I had a moment this past weekend when something was mentioned that would have previously made my heart scream inside “Oh, how I wish I were doing that.”
But instead, I felt utter peace. And joy. Joy because of what God is doing in that person’s life and ministry and joy and peace because of what God is doing in mine and Zane’s lives.
^ I struggle with contentment. I do. I struggle with wanting to say “yes” to everything and to DO MORE. Not because I necessarily think I can change the world. And not because I naively think that my Lord *needs* me to help Him in where He is working.
But I honestly have this passion inside me that if God is moving in someone’s life or ministry, I want to witness it. I want to be a part of it….. oh dear, dare I say that…selfishly…it feels good when someone notices all the “good things” I’m doing and lavishes me with praises.
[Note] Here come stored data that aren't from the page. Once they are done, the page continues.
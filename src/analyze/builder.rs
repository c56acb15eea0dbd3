use crate::config::{AnalyzeOptions, MergeOrder};
use crate::foundation::color::Rgba;
use crate::foundation::core::{DomRect, NodeId};

/// What a placeholder stands in for.
#[derive(Clone, Copy, Debug, PartialEq, Eq, serde::Serialize, serde::Deserialize)]
#[serde(rename_all = "snake_case")]
pub enum ItemKind {
    /// Decorated element or image with a neutral fill.
    Block,
    /// Element whose own background color was toned down into the fill.
    ColoredBlock,
    /// One estimated line of text.
    TextLine,
}

/// One placeholder rectangle, relative to the analysis root.
#[derive(Clone, Debug, PartialEq, serde::Serialize)]
pub struct SkeletonItem {
    /// Top edge.
    pub top: f64,
    /// Left edge.
    pub left: f64,
    /// Horizontal origin.
    pub x: f64,
    /// Vertical origin.
    pub y: f64,
    /// Width.
    pub width: f64,
    /// Height.
    pub height: f64,
    /// Placeholder kind.
    pub kind: ItemKind,
    /// Fill hint.
    pub color: Rgba,
    /// Node the placeholder was derived from (the container, for text lines).
    pub source: NodeId,
    /// Set once a same-row successor has swallowed this item.
    #[serde(skip_serializing_if = "std::ops::Not::not")]
    pub absorbed: bool,
}

impl SkeletonItem {
    /// Build an item covering `rect`.
    pub fn new(rect: DomRect, kind: ItemKind, color: Rgba, source: NodeId) -> Self {
        Self {
            top: rect.top,
            left: rect.left,
            x: rect.x,
            y: rect.y,
            width: rect.width,
            height: rect.height,
            kind,
            color,
            source,
            absorbed: false,
        }
    }

    /// Geometry of the item.
    pub fn rect(&self) -> DomRect {
        DomRect {
            top: self.top,
            left: self.left,
            x: self.x,
            y: self.y,
            width: self.width,
            height: self.height,
        }
    }

    /// Right edge.
    pub fn right(&self) -> f64 {
        self.left + self.width
    }

    /// Whether the item still paints anything.
    pub fn is_visible(&self) -> bool {
        !self.absorbed && !self.color.is_transparent()
    }
}

/// Accumulates placeholders, blocks first and text lines after, each in traversal order.
#[derive(Debug, Default)]
pub struct SkeletonBuilder {
    blocks: Vec<SkeletonItem>,
    lines: Vec<SkeletonItem>,
}

impl SkeletonBuilder {
    /// Empty builder.
    pub fn new() -> Self {
        Self::default()
    }

    /// Add one block placeholder.
    pub fn push_block(&mut self, rect: DomRect, kind: ItemKind, color: Rgba, source: NodeId) {
        self.blocks.push(SkeletonItem::new(rect, kind, color, source));
    }

    /// Add the estimated lines of one text run.
    pub fn push_text_lines(
        &mut self,
        lines: impl IntoIterator<Item = DomRect>,
        color: Rgba,
        source: NodeId,
    ) {
        self.lines.extend(
            lines
                .into_iter()
                .map(|r| SkeletonItem::new(r, ItemKind::TextLine, color, source)),
        );
    }

    /// Number of items collected so far.
    pub fn len(&self) -> usize {
        self.blocks.len() + self.lines.len()
    }

    /// Return `true` when nothing was collected.
    pub fn is_empty(&self) -> bool {
        self.len() == 0
    }

    /// All items, blocks before text lines.
    pub fn finish(self) -> Vec<SkeletonItem> {
        let mut items = self.blocks;
        items.extend(self.lines);
        items
    }
}

/// Fuse same-row neighbours separated by less than `opts.merge_gap_px`.
///
/// Each item is only compared with the item right before it. On a match the later item grows to
/// cover both spans and the earlier one turns transparent (or is removed, with
/// `opts.drop_absorbed`). Returns the number of absorbed items.
pub fn merge_adjacent(items: &mut Vec<SkeletonItem>, opts: &AnalyzeOptions) -> usize {
    if opts.merge_order == MergeOrder::RowSorted {
        items.sort_by(|a, b| a.top.total_cmp(&b.top).then(a.left.total_cmp(&b.left)));
    }

    let mut absorbed = 0;
    for i in 1..items.len() {
        let (head, tail) = items.split_at_mut(i);
        let prev = &mut head[i - 1];
        let cur = &mut tail[0];

        let gap = cur.left - prev.right();
        if cur.top != prev.top || gap >= opts.merge_gap_px {
            continue;
        }

        let span = prev.rect().to_kurbo().union(cur.rect().to_kurbo());
        cur.x += span.x0 - cur.left;
        cur.left = span.x0;
        cur.width = span.width();
        prev.color = Rgba::TRANSPARENT;
        prev.absorbed = true;
        absorbed += 1;
    }

    if opts.drop_absorbed {
        items.retain(|item| !item.absorbed);
    }
    if absorbed > 0 {
        tracing::debug!(absorbed, "merged adjacent placeholders");
    }
    absorbed
}

#[cfg(test)]
#[path = "../../tests/unit/analyze/builder.rs"]
mod tests;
“We have all become like one who is unclean,
and all our righteous deeds are like dirty rags.” Isaiah 64:6
I have a lot of dirty rags people.
I have a lot of things that I “do” and in the process, I steal glory from God. And momentarily, feel good about it.
I don’t want to be who I am. I want to be who God wants me to be. Who God calls me to be. And I’ve struggled and struggled with this for my whole life. I’m sure I will continue to struggle. Because being a Christian and following the Lord means wrestling with the deceitfulness of my heart and surrendering to the Lord’s call on my life.
I didn’t make myself with a purpose.
“For we are His workmanship, created in Christ Jesus for good works, which God prepared beforehand, that we should walk in them.” Ephesians 2:10
I am His workmanship. I am created in Christ Jesus for good works, which God prepared beforehand, that I should walk in them.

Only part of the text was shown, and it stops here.